On the flight home (no angry passengers, no TSA, no service ponies) the guys I was with decided we needed to get some religion.  We studied a number of areas – designing, distributing, monitoring, including “naming.”  Network Solutions was the only game in town managing URLs…they tied site names (xyz.com) to actual DNSs.  In other words, when someone went looking for a web page using a URL like xyz.com, Network Solutions managed the relationship list that told Mae East and Mae West and all their friends, “Oh, looking for that?  Well, go to 253.254.255.256 (Yes, it’s an intentionally impossible address.  But then, go dial 555 1212).

A few folks got a bright idea – register a bunch of URLs using companies' names then squat on them.  When the companies come knocking, bump that $70 registration fee up to a few – or many – thousand dollars.  You got it, they want it, supply and demand, eh?

Well, the law caught up with these squatters.  In effect, it said that the .com extension really was to be applied to commercial entities and declared that unless you had a reasonable right to use a URL, you had to give it up.  Said another way, McDonald’s Excavating could have registered and kept mcdonalds.com but others, with no connection to the name could not.

Seemed pretty simple.  You can breathe now, the backstory is over.

It got complicated for broadcasters.  Smart squatters registered hundreds of call letters – letters which, by and large, are gibberish and would be available to anyone and, therefore, not totally protected by UPC rules.  And they sat on them while they called or snail mailed stations offering to sell at anywhere from 10 to one thousand times the registration cost.

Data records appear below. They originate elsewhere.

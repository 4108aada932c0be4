//! A small owned XML tree for RSS feeds.
//!
//! Feeds are parsed once with `quick_xml::NsReader` into `XmlElement`s that
//! remember both the resolved namespace URI and the qualified name of every
//! element, so lookups can go by `(namespace, local name)` regardless of the
//! prefix a feed happens to bind.

use quick_xml::events::Event;
use quick_xml::name::ResolveResult;
use quick_xml::NsReader;

use crate::error::{Result, ScraperError};

#[derive(Debug, Clone, Default, PartialEq)]
pub struct XmlElement {
    /// Resolved namespace URI, if the element is bound to one
    pub namespace: Option<String>,
    /// Name as written, prefix included (e.g. `mec:startDate`)
    pub qualified_name: String,
    pub local_name: String,
    /// Concatenated text and CDATA directly inside this element
    pub text: String,
    pub children: Vec<XmlElement>,
}

impl XmlElement {
    /// Depth-first iterator over this element and all of its descendants.
    pub fn descendants(&self) -> Box<dyn Iterator<Item = &XmlElement> + '_> {
        Box::new(
            std::iter::once(self).chain(self.children.iter().flat_map(|child| child.descendants())),
        )
    }
}

fn owned_namespace(resolved: ResolveResult) -> Option<String> {
    match resolved {
        ResolveResult::Bound(ns) => Some(String::from_utf8_lossy(ns.as_ref()).into_owned()),
        _ => None,
    }
}

fn open_element(namespace: Option<String>, qualified: &[u8], local: &[u8]) -> XmlElement {
    XmlElement {
        namespace,
        qualified_name: String::from_utf8_lossy(qualified).into_owned(),
        local_name: String::from_utf8_lossy(local).into_owned(),
        ..Default::default()
    }
}

fn attach(stack: &mut Vec<XmlElement>, roots: &mut Vec<XmlElement>, element: XmlElement) {
    match stack.last_mut() {
        Some(parent) => parent.children.push(element),
        None => roots.push(element),
    }
}

/// Parse a whole document into its single root element.
pub fn parse_document(xml: &str) -> Result<XmlElement> {
    let mut reader = NsReader::from_str(xml);
    reader.config_mut().trim_text(true);

    let mut buf = Vec::new();
    let mut stack: Vec<XmlElement> = Vec::new();
    let mut roots: Vec<XmlElement> = Vec::new();

    loop {
        let (resolved, event) = reader.read_resolved_event_into(&mut buf)?;
        let namespace = owned_namespace(resolved);

        match event {
            Event::Start(e) => {
                let element = open_element(namespace, e.name().as_ref(), e.local_name().as_ref());
                stack.push(element);
            }
            Event::Empty(e) => {
                let element = open_element(namespace, e.name().as_ref(), e.local_name().as_ref());
                attach(&mut stack, &mut roots, element);
            }
            Event::End(_) => {
                let element = stack
                    .pop()
                    .ok_or_else(|| ScraperError::Xml("unexpected closing tag".to_string()))?;
                attach(&mut stack, &mut roots, element);
            }
            Event::Text(e) => {
                if let Some(current) = stack.last_mut() {
                    let text = match e.unescape() {
                        Ok(text) => text.into_owned(),
                        Err(_) => String::from_utf8_lossy(&e).into_owned(),
                    };
                    current.text.push_str(&text);
                }
            }
            Event::CData(e) => {
                if let Some(current) = stack.last_mut() {
                    current.text.push_str(&String::from_utf8_lossy(&e));
                }
            }
            Event::Eof => break,
            _ => {}
        }
        buf.clear();
    }

    if let Some(open) = stack.last() {
        return Err(ScraperError::Xml(format!(
            "unclosed element <{}> at end of document",
            open.qualified_name
        )));
    }

    match roots.len() {
        0 => Err(ScraperError::Xml("document has no root element".to_string())),
        1 => Ok(roots.remove(0)),
        n => Err(ScraperError::Xml(format!("document has {} root elements", n))),
    }
}

/// Text of the first descendant matching `name`.
///
/// With a namespace, `name` is a local name and must be bound to that
/// namespace URI; without one, `name` is compared to the qualified name as
/// written (so `"title"` never matches `dc:title`).
pub fn lookup(tree: &XmlElement, namespace: Option<&str>, name: &str) -> Option<String> {
    tree.descendants()
        .find(|element| match namespace {
            Some(ns) => element.namespace.as_deref() == Some(ns) && element.local_name == name,
            None => element.qualified_name == name,
        })
        .map(|element| element.text.trim().to_string())
}

/// The `<item>` elements of an RSS document, in document order.
pub fn items(document: &XmlElement) -> Vec<&XmlElement> {
    document
        .descendants()
        .filter(|element| element.qualified_name == "item")
        .collect()
}

#[cfg(test)]
mod tests {
    use super::*;
    use crate::constants::{CONTENT_NAMESPACE, MEC_NAMESPACE};

    const FEED: &str = r#"<?xml version="1.0" encoding="UTF-8"?>
<rss version="2.0" xmlns:content="http://purl.org/rss/1.0/modules/content/"
     xmlns:mec="http://webnus.net/rss/mec/" xmlns:dc="http://purl.org/dc/elements/1.1/">
  <channel>
    <title>Feed</title>
    <item>
      <title>Jazz &amp; Blues</title>
      <mec:startDate>2025-09-19</mec:startDate>
      <content:encoded><![CDATA[<p>Hello <img src="a.jpg"/></p>]]></content:encoded>
      <dc:creator>Admin</dc:creator>
      <enclosure url="x.mp3"/>
    </item>
    <item><title>Second</title></item>
  </channel>
</rss>"#;

    #[test]
    fn test_items_and_namespaced_lookup() {
        let doc = parse_document(FEED).unwrap();
        let items = items(&doc);
        assert_eq!(items.len(), 2);

        let first = items[0];
        assert_eq!(lookup(first, None, "title").as_deref(), Some("Jazz & Blues"));
        assert_eq!(lookup(first, Some(MEC_NAMESPACE), "startDate").as_deref(), Some("2025-09-19"));
        assert_eq!(
            lookup(first, Some(CONTENT_NAMESPACE), "encoded").as_deref(),
            Some(r#"<p>Hello <img src="a.jpg"/></p>"#)
        );
        assert_eq!(lookup(first, Some(MEC_NAMESPACE), "endDate"), None);
        assert_eq!(lookup(items[1], None, "creator"), None);
    }

    #[test]
    fn test_namespace_found_under_any_prefix() {
        let xml = r#"<rss xmlns:events="http://webnus.net/rss/mec/"><item><events:location>Hall</events:location></item></rss>"#;
        let doc = parse_document(xml).unwrap();
        assert_eq!(lookup(&doc, Some(MEC_NAMESPACE), "location").as_deref(), Some("Hall"));
        assert_eq!(lookup(&doc, None, "mec:location"), None);
    }

    #[test]
    fn test_malformed_documents_are_errors() {
        assert!(parse_document("<rss><channel><item></channel></rss>").is_err());
        assert!(parse_document("<rss><channel>").is_err());
        assert!(parse_document("").is_err());
    }
}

A few stations paid.  Most balked and went another direction…and it was the best thing they could have done.  The squatters forced stations to look for other names and in doing so, they incorporated (OMG) branding into their URLs.  So we saw wabcradio.com, wlsam.com, wor710.com, 103.5KISSFM.com, or abc7chicago.com   The URLs actually clued prospective visitors in about the site and bolstered the stations’ brands.

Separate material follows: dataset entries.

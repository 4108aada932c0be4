use chrono::{Duration, NaiveDate};
use futures::future::join_all;
use once_cell::sync::Lazy;
use regex::Regex;
use serde::Deserialize;
use serde_json::Value;
use std::sync::Arc;
use tracing::{debug, info, instrument, warn};

use crate::apis::libnet::truthy;
use crate::apis::IngestContext;
use crate::app::ports::HttpClientPort;
use crate::constants::{
    HELPFUL_VILLAGE_API, HELPFUL_VILLAGE_CACHE_KEY, HELPFUL_VILLAGE_CATALOG_KEY,
    HELPFUL_VILLAGE_WINDOW_DAYS,
};
use crate::error::{Result, ScraperError};
use crate::extract::{has_members_only_notice, json_ld_blocks};
use crate::normalize::{with_more_info_link, EventDraft, NormalizeSettings};
use crate::time::parse_iso_instant;
use crate::types::{CanonicalEvent, EventAdapter, EventSourceConfig};

static EVENT_ID: Lazy<Regex> = Lazy::new(|| Regex::new(r"/events/(\d+)").expect("static regex"));

const CDATA_OPEN: &str = "//<![CDATA[";
const CDATA_CLOSE: &str = "//]]>";

/// One entry of the community calendar listing
#[derive(Debug, Deserialize)]
pub struct VillageListing {
    #[serde(default)]
    title: String,
    #[serde(default)]
    url: Option<String>,
    #[serde(default)]
    calendar: Option<String>,
    #[serde(default)]
    featured_image: Option<String>,
    #[serde(default)]
    online_registration: Value,
    #[serde(default)]
    in_person_registration: Value,
    #[serde(default)]
    registration_enabled: Value,
}

/// What an event's detail page says about it
#[derive(Debug, Default, PartialEq)]
pub struct VillageDetails {
    pub start_date: Option<String>,
    pub end_date: Option<String>,
    pub location: Option<String>,
    pub description: Option<String>,
}

#[derive(Debug, PartialEq)]
pub enum DetailPage {
    MembersOnly,
    Public(VillageDetails),
}

pub fn event_id(url: &str) -> Option<u64> {
    EVENT_ID.captures(url)?.get(1)?.as_str().parse().ok()
}

/// Pull the structured data block wrapped in a CDATA comment out of a detail page.
pub fn parse_detail_page(html: &str) -> DetailPage {
    if has_members_only_notice(html) {
        return DetailPage::MembersOnly;
    }

    let details = json_ld_blocks(html)
        .into_iter()
        .find(|block| block.contains(CDATA_OPEN))
        .and_then(|block| {
            let json = block.replacen(CDATA_OPEN, "", 1).replacen(CDATA_CLOSE, "", 1);
            match serde_json::from_str::<Value>(json.trim()) {
                Ok(data) => Some(data),
                Err(e) => {
                    warn!("Failed to parse detail page structured data: {}", e);
                    None
                }
            }
        })
        .map(|data| {
            let text = |key: &str| {
                data.get(key)
                    .and_then(Value::as_str)
                    .filter(|v| !v.is_empty())
                    .map(str::to_string)
            };
            VillageDetails {
                start_date: text("startDate"),
                end_date: text("endDate"),
                location: data
                    .get("location")
                    .and_then(|l| l.get("name"))
                    .and_then(Value::as_str)
                    .filter(|v| !v.is_empty())
                    .map(str::to_string),
                description: text("description"),
            }
        })
        .unwrap_or_default();

    DetailPage::Public(details)
}

pub fn listing_url(base: &str, today: NaiveDate) -> Result<String> {
    let end = today + Duration::days(HELPFUL_VILLAGE_WINDOW_DAYS);
    let url = reqwest::Url::parse_with_params(
        base,
        &[
            ("start", today.format("%Y-%m-%d").to_string()),
            ("end", end.format("%Y-%m-%d").to_string()),
        ],
    )
    .map_err(|e| ScraperError::Config(format!("Invalid calendar url '{}': {}", base, e)))?;
    Ok(url.to_string())
}

/// Neighborhood mutual-aid calendar: JSON listing plus one detail page per event
pub struct HelpfulVillageAdapter {
    http: Arc<dyn HttpClientPort>,
    settings: NormalizeSettings,
    today: NaiveDate,
}

impl HelpfulVillageAdapter {
    pub fn new(ctx: &IngestContext) -> Self {
        Self {
            http: ctx.http.clone(),
            settings: ctx.settings,
            today: ctx.today,
        }
    }

    async fn details(&self, detail_url: &str) -> DetailPage {
        match self.http.get(detail_url).await {
            Ok(page) if page.is_success() => parse_detail_page(&page.text()),
            Ok(page) => {
                warn!("Detail page {} returned HTTP {}", detail_url, page.status);
                DetailPage::Public(VillageDetails::default())
            }
            Err(e) => {
                warn!("Failed to fetch detail page {}: {}", detail_url, e);
                DetailPage::Public(VillageDetails::default())
            }
        }
    }

    async fn convert(&self, listing: VillageListing, origin: &str, source: &EventSourceConfig) -> Option<CanonicalEvent> {
        let Some(id) = listing.url.as_deref().and_then(event_id) else {
            warn!("{}: no event id in {:?}", source.name, listing.url);
            return None;
        };
        let detail_url = format!("{}/events/{}", origin, id);

        let details = match self.details(&detail_url).await {
            DetailPage::MembersOnly => {
                debug!("{}: skipping members-only event {}", source.name, id);
                return None;
            }
            DetailPage::Public(details) => details,
        };

        let tz = self.settings.timezone;
        let start = details.start_date.as_deref().and_then(|s| parse_iso_instant(s, tz));
        let end = details.end_date.as_deref().and_then(|s| parse_iso_instant(s, tz));
        let register = truthy(&listing.online_registration)
            || truthy(&listing.in_person_registration)
            || truthy(&listing.registration_enabled);

        let mut description =
            with_more_info_link(details.description.as_deref().unwrap_or_default(), &detail_url, register);
        if let Some(location) = details.location.as_deref() {
            description = format!("Location: {}<br />{}", location, description);
        }

        let draft = EventDraft {
            title: listing.title,
            org: format!("{}: {}", source.name, listing.calendar.unwrap_or_default()),
            start,
            end,
            url: detail_url,
            description,
            location: details.location,
            images: listing.featured_image.into_iter().filter(|i| !i.is_empty()).collect(),
            timing_reliable: start.is_some(),
            ..Default::default()
        };

        match draft.finish(source, &self.settings) {
            Ok(event) => Some(event),
            Err(e) => {
                debug!("{}: dropping event {}: {}", source.name, id, e);
                None
            }
        }
    }
}

#[async_trait::async_trait]
impl EventAdapter for HelpfulVillageAdapter {
    fn adapter_name(&self) -> &'static str {
        HELPFUL_VILLAGE_API
    }

    fn catalog_key(&self) -> &'static str {
        HELPFUL_VILLAGE_CATALOG_KEY
    }

    fn cache_key(&self) -> &'static str {
        HELPFUL_VILLAGE_CACHE_KEY
    }

    #[instrument(skip(self, source), fields(source = %source.name))]
    async fn fetch_and_normalize(&self, source: &EventSourceConfig) -> Result<Vec<CanonicalEvent>> {
        let origin = reqwest::Url::parse(&source.url)
            .map_err(|e| ScraperError::Config(format!("Invalid calendar url '{}': {}", source.url, e)))?
            .origin()
            .ascii_serialization();

        let url = listing_url(&source.url, self.today)?;
        let response = self.http.get(&url).await?;
        if !response.is_success() {
            return Err(ScraperError::Status {
                url: source.url.clone(),
                status: response.status,
            });
        }

        let rows: Vec<Value> = serde_json::from_slice(&response.bytes)?;
        let listings: Vec<VillageListing> = rows
            .into_iter()
            .filter_map(|row| match serde_json::from_value(row) {
                Ok(listing) => Some(listing),
                Err(e) => {
                    warn!("{}: skipping malformed listing: {}", source.name, e);
                    None
                }
            })
            .collect();

        let events: Vec<CanonicalEvent> = join_all(
            listings
                .into_iter()
                .map(|listing| self.convert(listing, &origin, source)),
        )
        .await
        .into_iter()
        .flatten()
        .collect();

        info!("Fetched {} events from {}", events.len(), source.name);
        Ok(events)
    }
}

So the Internet grew, more stations jumped aboard, started streaming and were able to cross promote between the web and over the air.  And stations succeeded because in their URLs, they had a catch phrase – mnemonic, if you will , in most cases – that would resonate with their audiences.

I think just about everyone I know listens to streams of broadcast stations.  And of them, I’d wager that most, if not all, know the URL of the station.  Some have set bookmarks and don’t remember.  Others rely on recognizing the station logo in the iHeartRadio listings or on tunein.com and its derivatives.
Well the payoff to this rambling story is that about a week ago I got an email from a company acknowledging that I was the website manager (not webmaster…big difference) for a number of stations. 

They went on to say that they had recently acquired the URLs for the stations’ call letters.  It was quite well laid out and correctly listed the stations and their owners.

And after that, they laid out the sales pitch and why these stations needed their call letter URLs – just the plain 3 or 4 letter URLs.  They also said that it would be good marketing for the station as we could promote multiple URLs.  Oh, and that the offer included wouldn’t last long.  That offer, by the way, varied by market size so they did do some homework..

If you know me, you know that I jumped at the chance – No, no!  I was polite.  I simply laid out history and offered my condolences for their having purchased a pig in a poke.  It was fun.

Sadly, someone spent their (or worse, someone else’s) money to buy those URL’s.  Sitting at lunch, a couple of beers and they start talking and realize – falsely – that if they can get their hands on these dormant URLs, they can score big.

There was an episode of Twilight Zone (yes the original) where some guys stole a bunch of gold.  They put themselves into suspended animation for a number of years so that when they emerged, the robbery would be long forgotten and they would be rich beyond belief.  When they did actually awaken, scientists had discovered how to create gold artificially and their haul was worthless.  Not an exact parallel but close enough. 

Guys, enjoy your URLs.  You own ‘em.